= Henry Albin =

English minister (1624–1696)

Henry Albin (20 June 1624 – 5 September 1696) was an English minister, ejected for nonconformity.

==Biography==
He was born at Batcombe, Somersetshire, famous still in association with Richard Bernard and Richard Alleine, on 20 June 1624. He was educated at the grammar school of Glastonbury, and afterwards proceeded to the University of Oxford, though no mention is made of him by Anthony à Wood. He was ordained as clergyman of the parish of West Cammel, but in 1660 was ejected for nonconformity. Appointed later to Donyatt, also in Somersetshire, the Act of Uniformity found him again ready to be ejected and to share the witness and the sufferings of the two thousand. On his second ejection he retired to his native place, where he lived unobtrusively till his death. He held, as all the nonconformist ministers did, that his orders were of divine sanction, and could not be annulled by any bishop or other dignitary unless for proved fault. Accordingly, he went about as an evangelist and preacher. His most successful ministry was in the ‘church in the house’ of separate families. But he also frequently attended as a worshipper at the parish church.

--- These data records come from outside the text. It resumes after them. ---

/// Persisted configuration file format
#[derive(Debug, Clone, Serialize, Deserialize)]
pub struct ConfigFile {
    pub version: String,
    pub settings: ToolSettings,
    pub created_at: String,
    pub modified_at: String,
}

#[derive(Debug, Error)]
pub enum ConfigError {
    #[error("Failed to read config file: {0}")]
    ReadError(String),
    #[error("Failed to write config file: {0}")]
    WriteError(String),
    #[error("Failed to parse config file: {0}")]
    ParseError(String),
    #[error("Failed to serialize config: {0}")]
    SerializeError(String),
    #[error("Config validation errors: {}", .0.join(", "))]
    ValidationError(Vec<String>),
}

impl Default for ToolSettings {
    fn default() -> Self {
        Self {
            channels_per_universe: 512,
            fallback_name: "Fixture".to_string(),
            color: ColorThresholds::default(),
            print: PrintOptions::default(),
            limits: ToolLimits::default(),
        }
    }
}

impl<T: PartialOrd + std::fmt::Display> ConfigOption<T> {
    fn new(default: T, valid_range: Option<(T, T)>, description: &str) -> Self {
        Self {
            default,
            valid_range,
            description: description.to_string(),
        }
    }

    fn check(&self, name: &str, value: &T, errors: &mut Vec<String>) {
        if let Some((min, max)) = &self.valid_range {
            // NaN fails both comparisons, so test for containment
            if !(value >= min && value <= max) {
                errors.push(format!("{} must be between {} and {}", name, min, max));
            }
        }
    }
}

impl ConfigManager {
    /// Create a new configuration manager
    /// If no path is provided, defaults to 'tools.json' in the current working directory
    pub fn new(config_path: Option<PathBuf>) -> Self {
        Self {
            config_path: config_path.unwrap_or_else(|| PathBuf::from("tools.json")),
            settings: ToolSettings::default(),
        }
    }

    /// Load settings from the configuration file.
    /// A missing file is created with the defaults.
    pub fn load(&mut self) -> Result<ToolSettings, ConfigError> {
        if !self.config_path.exists() {
            log::info!(
                "No tool config at {}, writing defaults",
                self.config_path.display()
            );
            self.save()?;
            return Ok(self.settings.clone());
        }

        let content = fs::read_to_string(&self.config_path)
            .map_err(|e| ConfigError::ReadError(e.to_string()))?;

        let config_file: ConfigFile =
            serde_json::from_str(&content).map_err(|e| ConfigError::ParseError(e.to_string()))?;

        if config_file.version != env!("CARGO_PKG_VERSION") {
            log::warn!(
                "Config file version {} doesn't match application version {}. Using defaults for new settings.",
                config_file.version,
                env!("CARGO_PKG_VERSION")
            );
        }

        Self::validate_settings(&config_file.settings).map_err(ConfigError::ValidationError)?;

        self.settings = config_file.settings;
        Ok(self.settings.clone())
    }

    /// Save current settings to configuration file
    pub fn save(&self) -> Result<(), ConfigError> {
        if let Some(parent) = self.config_path.parent() {
            if parent != Path::new("") && parent != Path::new(".") {
                fs::create_dir_all(parent).map_err(|e| ConfigError::WriteError(e.to_string()))?;
            }
        }

        let now = chrono::Utc::now().to_rfc3339();
        let config_file = ConfigFile {
            version: env!("CARGO_PKG_VERSION").to_string(),
            settings: self.settings.clone(),
            created_at: now.clone(),
            modified_at: now,
        };

        let content = serde_json::to_string_pretty(&config_file)
            .map_err(|e| ConfigError::SerializeError(e.to_string()))?;

        fs::write(&self.config_path, content)
            .map_err(|e| ConfigError::WriteError(e.to_string()))?;

        Ok(())
    }

    pub fn settings(&self) -> &ToolSettings {
        &self.settings
    }

    pub fn config_path(&self) -> &Path {
        &self.config_path
    }

    /// Get configuration schema with defaults and valid ranges
    pub fn schema() -> ConfigSchema {
        let color = ColorThresholds::default();
        let defaults = ToolSettings::default();

        ConfigSchema {
            patch: PatchConfigSchema {
                channels_per_universe: ConfigOption::new(
                    defaults.channels_per_universe,
                    Some((1, 512)),
                    "Channels per universe",
                ),
                labels_per_page: ConfigOption::new(
                    defaults.print.labels_per_page,
                    Some((1, 48)),
                    "Labels per printed A4 page",
                ),
                fallback_name: ConfigOption {
                    default: defaults.fallback_name,
                    valid_range: None,
                    description: "Name used for fixtures left blank".to_string(),
                },
            },
            color: ColorConfigSchema {
                default_kelvin: ConfigOption::new(
                    color.default_kelvin,
                    Some((1800.0, 10000.0)),
                    "Colour temperature used when none is entered",
                ),
                white_threshold: ConfigOption::new(
                    color.white_threshold,
                    Some((0.0, 1.0)),
                    "Minimum neutral level before white emitters are used",
                ),
                saturation_cutoff: ConfigOption::new(
                    color.saturation_cutoff,
                    Some((0.0, 1.0)),
                    "Colours at or above this saturation keep white in RGB",
                ),
                white_limit: ConfigOption::new(
                    color.white_limit,
                    Some((0.0, 1.0)),
                    "White ceiling when limiting white output",
                ),
                amber_hue_min: ConfigOption::new(
                    color.amber_hue_min,
                    Some((0.0, 360.0)),
                    "Lower hue bound for amber extraction",
                ),
                amber_hue_max: ConfigOption::new(
                    color.amber_hue_max,
                    Some((0.0, 360.0)),
                    "Upper hue bound for amber extraction",
                ),
                amber_min_saturation: ConfigOption::new(
                    color.amber_min_saturation,
                    Some((0.0, 1.0)),
                    "Minimum saturation for amber extraction",
                ),
                amber_strength: ConfigOption::new(
                    color.amber_strength,
                    Some((0.0, 1.0)),
                    "Share of red and green moved onto amber",
                ),
            },
            limits: LimitsConfigSchema {
                max_universe: ConfigOption::new(
                    defaults.limits.max_universe,
                    Some((1, MAX_UNIVERSE)),
                    "Highest universe the patch sheet allocates",
                ),
                max_patch_rows: ConfigOption::new(
                    defaults.limits.max_patch_rows,
                    Some((1, 100_000)),
                    "Rows generated for one patch sheet",
                ),
                max_power_units: ConfigOption::new(
                    defaults.limits.max_power_units,
                    Some((1, 100_000)),
                    "Units counted by one power estimate",
                ),
                max_circuits: ConfigOption::new(
                    defaults.limits.max_circuits,
                    Some((1, 1_000)),
                    "Circuits in one power estimate",
                ),
                max_phases: ConfigOption::new(
                    defaults.limits.max_phases,
                    Some((1, 3)),
                    "Supply phases in one power estimate",
                ),
            },
        }
    }

    /// Validate settings against schema
    pub fn validate_settings(settings: &ToolSettings) -> Result<(), Vec<String>> {
        let mut errors = Vec::new();
        let schema = Self::schema();

        let patch = &schema.patch;
        patch.channels_per_universe.check(
            "channels_per_universe",
            &settings.channels_per_universe,
            &mut errors,
        );
        patch
            .labels_per_page
            .check("labels_per_page", &settings.print.labels_per_page, &mut errors);
        if settings.fallback_name.trim().is_empty() {
            errors.push("fallback_name must not be empty".to_string());
        }

        let color = &schema.color;
        let values = &settings.color;
        color.default_kelvin.check("default_kelvin", &values.default_kelvin, &mut errors);
        color.white_threshold.check("white_threshold", &values.white_threshold, &mut errors);
        color.saturation_cutoff.check("saturation_cutoff", &values.saturation_cutoff, &mut errors);
        color.white_limit.check("white_limit", &values.white_limit, &mut errors);
        color.amber_hue_min.check("amber_hue_min", &values.amber_hue_min, &mut errors);
        color.amber_hue_max.check("amber_hue_max", &values.amber_hue_max, &mut errors);
        color
            .amber_min_saturation
            .check("amber_min_saturation", &values.amber_min_saturation, &mut errors);
        color.amber_strength.check("amber_strength", &values.amber_strength, &mut errors);
        if values.amber_hue_min >= values.amber_hue_max {
            errors.push("amber_hue_min must be below amber_hue_max".to_string());
        }

        let limits = &schema.limits;
        let values = &settings.limits;
        limits.max_universe.check("max_universe", &values.max_universe, &mut errors);
        limits.max_patch_rows.check("max_patch_rows", &values.max_patch_rows, &mut errors);
        limits.max_power_units.check("max_power_units", &values.max_power_units, &mut errors);
        limits.max_circuits.check("max_circuits", &values.max_circuits, &mut errors);
        limits.max_phases.check("max_phases", &values.max_phases, &mut errors);

        if errors.is_empty() {
            Ok(())
        } else {
            Err(errors)
        }
    }
}
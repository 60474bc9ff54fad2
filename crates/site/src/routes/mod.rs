pub mod download;
pub mod health;
pub mod locale_route;
pub mod subscribe;
pub mod tools;

use axum::routing::{get, post};
use axum::Router;

use crate::state::AppState;

/// Build the `/api` route tree.
///
/// ```text
/// /download                       pilot-only download (GET)
/// /locale-route                   sibling path in another locale (GET)
/// /subscribe                      interest sign-up (POST)
/// /unsubscribe                    unsubscribe link target (GET)
///
/// /tools/overlap                  overlapping ranges (POST)
/// /tools/next-free                first free run (POST)
/// /tools/address-planner          single-universe layout + handoff (POST)
/// /tools/patch-sheet              rows and warnings (POST)
/// /tools/patch-sheet/csv          CSV attachment (POST)
/// /tools/patch-sheet/labels       label list (POST)
/// /tools/patch-sheet/print        printable HTML (POST)
/// /tools/patch-sheet/import       decode a planner handoff (GET)
/// /tools/color                    colour to channel levels (POST)
/// /tools/capacity                 fixtures per universe (POST)
/// /tools/dip                      address to switches (GET), switches to address (POST)
/// /tools/power                    circuit and phase load (POST)
/// ```
pub fn api_routes() -> Router<AppState> {
    Router::new()
        .route("/download", get(download::download))
        .route("/locale-route", get(locale_route::locale_route))
        .route("/subscribe", post(subscribe::subscribe))
        .route("/unsubscribe", get(subscribe::unsubscribe))
        .nest("/tools", tools::router())
}
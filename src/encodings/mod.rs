//! Encoders used to commit rendered images to a destination.

#[cfg(feature = "png")]
pub mod png;
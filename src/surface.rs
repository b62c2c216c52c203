//! The interface to whatever eventually displays a rendered wheel.
//!
//! Rendering itself never touches a surface. [`draw_wheel`] is the glue: it sizes the surface for
//! the display's pixel density, renders into a fresh buffer and commits that buffer.

use crate::error::{Error, Result};
use crate::image::Image;
use crate::pixel::Rgba;
use crate::wheel::{rasterize, WheelConfig};

/// A drawable surface that rendered wheels can be committed to.
pub trait Surface {
    /// The number of device pixels per logical pixel of this surface.
    fn device_pixel_ratio(&self) -> f64 {
        1.0
    }

    /// Resizes the surface, in device pixels.
    ///
    /// # Errors
    /// * If the surface cannot be resized.
    fn resize(&mut self, width: u32, height: u32) -> Result<()>;

    /// Copies RGBA bytes, four per pixel and row-major, onto the surface with their top-left
    /// corner at `(0, 0)`.
    ///
    /// # Errors
    /// * If the data cannot be committed, usually because its size does not match.
    fn put_image_data(&mut self, data: &[u8], width: u32, height: u32) -> Result<()>;
}

impl Surface for Image<Rgba> {
    fn resize(&mut self, width: u32, height: u32) -> Result<()> {
        log::trace!("resizing image surface to {width}x{height}");

        *self = Self::new(width, height, Rgba::transparent());
        Ok(())
    }

    fn put_image_data(&mut self, data: &[u8], width: u32, height: u32) -> Result<()> {
        self.put_rgba_bytes(data, width, height)
    }
}

/// Draws the wheel described by `config`, whose radii are in logical pixels, onto `surface`.
///
/// The radii are scaled by the surface's device pixel ratio, the surface is resized to hold the
/// scaled wheel, and the rendered buffer is committed at `(0, 0)`.
///
/// # Errors
/// * [`Error::InvalidConfig`] if the configuration, or the device pixel ratio, is invalid.
/// * Any error raised by the surface.
pub fn draw_wheel<S: Surface + ?Sized>(surface: &mut S, config: &WheelConfig) -> Result<()> {
    let ratio = surface.device_pixel_ratio();
    if !ratio.is_finite() || ratio <= 0.0 {
        return Err(Error::InvalidConfig(format!(
            "device pixel ratio must be a positive number, got {ratio}"
        )));
    }

    let config = config.scaled(ratio);
    config.validate()?;

    let side = config.side_length();
    surface.resize(side, side)?;

    let mut buffer = vec![0; config.buffer_len()];
    rasterize(&config, &mut buffer, side);

    surface.put_image_data(&buffer, side, side)
}
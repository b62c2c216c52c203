//! Maps angular positions on the wheel to hues.

/// The full turn of the wheel, in degrees.
pub const FULL_TURN: f64 = 360.0;

/// The order in which the primary colors appear when walking the wheel counterclockwise.
#[derive(Copy, Clone, Debug, Default, PartialEq, Eq, Hash)]
pub enum Direction {
    /// Red, then blue, then green. The angle is only offset, never reflected.
    ///
    /// This is style `0`, and is the default.
    #[default]
    ClockwiseRbg,
    /// Red, then green, then blue. The angle is reflected about the red start before it is
    /// offset.
    ///
    /// This is style `1`.
    ClockwiseRgb,
}

impl Direction {
    /// Resolves a numeric style code. `1` is [`Direction::ClockwiseRgb`], every other code is
    /// [`Direction::ClockwiseRbg`].
    #[must_use]
    pub const fn from_style(style: u8) -> Self {
        match style {
            1 => Self::ClockwiseRgb,
            _ => Self::ClockwiseRbg,
        }
    }

    /// Returns the numeric style code of this direction.
    #[must_use]
    pub const fn style(&self) -> u8 {
        match self {
            Self::ClockwiseRbg => 0,
            Self::ClockwiseRgb => 1,
        }
    }
}

/// Wraps an angle in degrees into `[0, 360)`.
#[inline]
#[must_use]
pub fn normalize_degrees(angle: f64) -> f64 {
    let angle = angle.rem_euclid(FULL_TURN);

    // rem_euclid can round up to exactly 360 for tiny negative inputs
    if angle >= FULL_TURN {
        0.0
    } else {
        angle
    }
}

/// Returns the hue, in degrees, of the point at polar angle `theta` on a wheel whose red is
/// centered at `red_start`.
///
/// Both angles are in degrees, measured counterclockwise from the positive x-axis, and may be
/// any finite value. A `theta` of exactly 0 is treated as 1.
///
/// The result is always in `[0, 360)`.
#[must_use]
pub fn get_hue(red_start: f64, theta: f64, direction: Direction) -> f64 {
    let theta = if theta == 0.0 { 1.0 } else { theta };

    let theta = match direction {
        Direction::ClockwiseRgb => normalize_degrees(FULL_TURN + 2.0 * red_start - theta),
        Direction::ClockwiseRbg => theta,
    };

    normalize_degrees(FULL_TURN + theta - red_start)
}
use crate::error::{Error, Result};
use crate::pixel::{Pixel, Rgba};

#[cfg(feature = "png")]
use std::{fs::File, io::Write, path::Path};

/// A high-level, owned image representation.
///
/// Pixels are stored row-major with the origin at the top-left corner.
#[derive(Clone, Debug)]
pub struct Image<P: Pixel = Rgba> {
    pub(crate) width: u32,
    pub(crate) height: u32,
    pub(crate) data: Vec<P>,
}

impl<P: Pixel> Image<P> {
    /// Creates a new image with the given width and height, with all pixels being set
    /// initially to `fill`.
    #[must_use]
    pub fn new(width: u32, height: u32, fill: P) -> Self {
        Self {
            width,
            height,
            data: vec![fill; width as usize * height as usize],
        }
    }

    #[inline]
    #[must_use]
    const fn resolve_coordinate(&self, x: u32, y: u32) -> usize {
        y as usize * self.width as usize + x as usize
    }

    /// Returns the width of the image.
    #[inline]
    #[must_use]
    pub const fn width(&self) -> u32 {
        self.width
    }

    /// Returns the height of the image.
    #[inline]
    #[must_use]
    pub const fn height(&self) -> u32 {
        self.height
    }

    /// Returns the dimensions of the image.
    #[inline]
    #[must_use]
    pub const fn dimensions(&self) -> (u32, u32) {
        (self.width, self.height)
    }

    /// Returns the amount of pixels in the image.
    #[inline]
    #[must_use]
    pub const fn len(&self) -> usize {
        self.width as usize * self.height as usize
    }

    /// Returns true if the image contains no pixels.
    #[inline]
    #[must_use]
    pub const fn is_empty(&self) -> bool {
        self.len() == 0
    }

    /// Returns a Vec of slices representing the pixels of the image.
    /// Each slice in the Vec is a row.
    #[must_use]
    pub fn pixels(&self) -> Vec<&[P]> {
        if self.width == 0 {
            return Vec::new();
        }

        self.data.chunks_exact(self.width as usize).collect()
    }

    /// Returns a reference of the pixel at the given coordinates.
    ///
    /// # Panics
    /// * If the coordinates are out of bounds.
    #[inline]
    #[must_use]
    pub fn pixel(&self, x: u32, y: u32) -> &P {
        &self.data[self.resolve_coordinate(x, y)]
    }

    /// Returns a reference of the pixel at the given coordinates, or `None` if they are out of
    /// bounds.
    #[inline]
    #[must_use]
    pub fn get_pixel(&self, x: u32, y: u32) -> Option<&P> {
        if x >= self.width || y >= self.height {
            return None;
        }

        self.data.get(self.resolve_coordinate(x, y))
    }

    /// Returns the raw bytes of this image, [`Pixel::CHANNELS`] bytes per pixel.
    #[must_use]
    pub fn to_bytes(&self) -> Vec<u8> {
        let mut bytes = vec![0; self.data.len() * P::CHANNELS];

        for (pixel, out) in self.data.iter().zip(bytes.chunks_exact_mut(P::CHANNELS)) {
            pixel.write_to(out);
        }
        bytes
    }
}

impl Image<Rgba> {
    /// Creates an image from raw RGBA bytes, four per pixel, row-major.
    ///
    /// # Errors
    /// * [`Error::IncompatibleImageData`] if `bytes` does not hold exactly `width * height`
    ///   pixels.
    pub fn from_rgba_bytes(width: u32, height: u32, bytes: &[u8]) -> Result<Self> {
        if bytes.len() != width as usize * height as usize * Rgba::CHANNELS {
            return Err(Error::IncompatibleImageData {
                width,
                height,
                received: bytes.len(),
            });
        }

        Ok(Self {
            width,
            height,
            data: bytes
                .chunks_exact(Rgba::CHANNELS)
                .map(Rgba::from_bytes)
                .collect(),
        })
    }

    /// Copies raw RGBA bytes into this image with their top-left corner at `(0, 0)`.
    ///
    /// Bytes that fall outside of this image are ignored.
    ///
    /// # Errors
    /// * [`Error::IncompatibleImageData`] if `bytes` does not hold exactly `width * height`
    ///   pixels.
    pub fn put_rgba_bytes(&mut self, bytes: &[u8], width: u32, height: u32) -> Result<()> {
        if bytes.len() != width as usize * height as usize * Rgba::CHANNELS {
            return Err(Error::IncompatibleImageData {
                width,
                height,
                received: bytes.len(),
            });
        }
        if width == 0 {
            return Ok(());
        }

        let visible = width.min(self.width) as usize;
        for (y, row) in bytes
            .chunks_exact(width as usize * Rgba::CHANNELS)
            .take(self.height as usize)
            .enumerate()
        {
            let start = self.resolve_coordinate(0, y as u32);

            for (dst, src) in self.data[start..start + visible]
                .iter_mut()
                .zip(row.chunks_exact(Rgba::CHANNELS))
            {
                *dst = Rgba::from_bytes(src);
            }
        }

        Ok(())
    }

    /// Encodes this image as a PNG into the given writer.
    ///
    /// # Errors
    /// * [`Error::EmptyImageError`] if the image has no pixels.
    /// * Any encoding or IO error raised while writing.
    #[cfg(feature = "png")]
    pub fn encode(&self, dest: &mut impl Write) -> Result<()> {
        crate::encodings::png::PngEncoder::encode(self, dest)
    }

    /// Saves this image as a PNG file at the given path.
    ///
    /// # Errors
    /// * Same as [`Self::encode`], plus any error raised when creating the file.
    #[cfg(feature = "png")]
    pub fn save(&self, path: impl AsRef<Path>) -> Result<()> {
        let mut file = File::create(path)?;

        self.encode(&mut file)
    }
}
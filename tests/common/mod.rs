#![allow(dead_code)]

use hue_wheel::prelude::*;

/// Hues at which the fully saturated wheel hits a primary or secondary color exactly.
pub const PRIMARY_HUES: [(f64, Rgb); 6] = [
    (0.0, Rgb::new(255, 0, 0)),
    (60.0, Rgb::new(255, 255, 0)),
    (120.0, Rgb::new(0, 255, 0)),
    (180.0, Rgb::new(0, 255, 255)),
    (240.0, Rgb::new(0, 0, 255)),
    (300.0, Rgb::new(255, 0, 255)),
];

/// Iterates the pixels of a rendered RGBA buffer as `(x, y, pixel)`.
pub fn pixels(buffer: &[u8], side: u32) -> impl Iterator<Item = (u32, u32, Rgba)> + '_ {
    buffer
        .chunks_exact(4)
        .zip(0..)
        .map(move |(p, i)| (i % side, i / side, Rgba::new(p[0], p[1], p[2], p[3])))
}

/// Returns the shortest distance between two angles in degrees.
pub fn angle_distance(a: f64, b: f64) -> f64 {
    let d = (a - b).rem_euclid(360.0);

    d.min(360.0 - d)
}
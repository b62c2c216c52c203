mod common;

use common::{angle_distance, PRIMARY_HUES};
use hue_wheel::colors::{BLUE, GREEN, RED};
use hue_wheel::prelude::*;

#[test]
fn test_primaries() {
    assert_eq!(hsl_to_rgb(0.0, 1.0, 0.5), RED);
    assert_eq!(hsl_to_rgb(120.0, 1.0, 0.5), GREEN);
    assert_eq!(hsl_to_rgb(240.0, 1.0, 0.5), BLUE);

    for (hue, rgb) in PRIMARY_HUES {
        assert_eq!(hsl_to_rgb(hue, 1.0, 0.5), rgb, "hue {hue}");
        assert_eq!(Rgb::from(Hsl::new(hue, 1.0, 0.5)), rgb, "hue {hue}");
    }
}

#[test]
fn test_truncates_channels() {
    // x = 0.5 exactly, 127.5 truncates down
    assert_eq!(hsl_to_rgb(90.0, 1.0, 0.5), Rgb::new(127, 255, 0));
    assert_eq!(hsl_to_rgb(0.0, 0.0, 0.5), Rgb::new(127, 127, 127));
}

#[test]
fn test_gray_when_unsaturated() {
    for step in 0..=20 {
        let lightness = f64::from(step) / 20.0;

        for hue in [0.0, 45.0, 179.5, 300.0, 359.9] {
            let Rgb { r, g, b } = hsl_to_rgb(hue, 0.0, lightness);
            assert_eq!(r, g);
            assert_eq!(g, b);
        }
    }
}

#[test]
fn test_in_domain_channels_follow_chroma() {
    for hue in (0..720).map(|h| f64::from(h) / 2.0) {
        for step in 0..=10 {
            let saturation = f64::from(step) / 10.0;
            let rgb = hsl_to_rgb(hue, saturation, 0.5);
            let max = rgb.r.max(rgb.g).max(rgb.b);
            let min = rgb.r.min(rgb.g).min(rgb.b);

            // chroma at lightness 0.5 is the saturation itself
            let expected = saturation * 255.0;
            assert!(
                (f64::from(max - min) - expected).abs() <= 1.0,
                "hue {hue}, saturation {saturation}: {rgb:?}"
            );
        }
    }
}

#[test]
fn test_rgb_to_hsl_quantizes() {
    assert_eq!(rgb_to_hsl(255, 0, 0), Hsl::new(0.0, 1.0, 0.5));
    assert_eq!(rgb_to_hsl(0, 0, 255), Hsl::new(240.0, 1.0, 0.5));

    // 36.9 degrees snaps to 35
    let hsl = rgb_to_hsl(255, 157, 0);
    assert_eq!(hsl.hue, 35.0);

    // 358 degrees snaps to 360, which wraps to 0
    let hsl = Hsl::from(Rgb::new(255, 0, 8));
    assert_eq!(hsl.hue, 0.0);
}

#[test]
fn test_round_trip_within_one_step() {
    for (saturation, lightness) in [(1.0, 0.5), (0.5, 0.5)] {
        for hue in (0..360).step_by(7).map(f64::from) {
            let rgb = hsl_to_rgb(hue, saturation, lightness);
            let hsl = Hsl::from(rgb);

            assert!(
                angle_distance(hsl.hue, hue) <= 5.0,
                "hue {hue} came back as {}",
                hsl.hue
            );
            assert!((hsl.saturation - saturation).abs() * 100.0 <= 5.0);
            assert!((hsl.lightness - lightness).abs() * 100.0 <= 5.0);
        }
    }
}

#[test]
fn test_round_up() {
    assert_eq!(hue_wheel::round_half_up(7.5), 8);
    assert_eq!(hue_wheel::round_half_up(7.4), 7);
    assert_eq!(hue_wheel::round_up(7.4, 4.0), 8);
    assert_eq!(hue_wheel::round_up(7.5, 6.0), 7);
}
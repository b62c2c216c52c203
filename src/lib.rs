pub mod colors;
pub mod encodings;
pub mod error;
pub mod hue;
pub mod image;
pub mod pixel;
pub mod surface;
pub mod wheel;

pub use colors::{hsl_to_rgb, rgb_to_hsl, round_half_up, round_up};
pub use error::{Error, Result};
pub use hue::{get_hue, Direction};
pub use image::Image;
pub use pixel::{Hsl, Pixel, Rgb, Rgba};
pub use surface::{draw_wheel, Surface};
pub use wheel::{count_ring_pixels, render, WheelConfig};

pub mod prelude {
    pub use super::{
        draw_wheel, get_hue, hsl_to_rgb, render, rgb_to_hsl, Direction, Hsl, Image, Pixel, Rgb,
        Rgba, Surface, WheelConfig,
    };
}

For many years of his life he was occupied with preaching, as a kind of chaplain, in the house of Thomas Moore, Esq., of Spargrove—a fine example of the ancient stately puritan gentleman. In 1687 he became "stated preacher" at Frome Selwood, Shepton Mallet, Bruton, and Wincanton in rotation. He died on 5 September 1696. His funeral sermon was preached by William Hopkins, who held the same opinions as himself.

"He was a judicious man, and of good learning; eminent for his piety, and very diligent in his work. He was a great redeemer of time, a hard student, and remarkable for prudence. He had a large acquaintance, and was of a very friendly temper. He taught by his life as well as his doctrine, and lived and died a great example of strict and close walking with God, and of a heavenly convention. He had a majestic countenance, but was clothed with humility." Eulogy from the Nonconformists' Memorial.

==Works==
Albin published little, if anything, besides two sermons—the one entitled A Practical Discourse on loving the World, from 1 John ii. 15, and the other, published posthumously, The Dying Pastor's Last Farewell to his Friends in Frome Selwood (1697).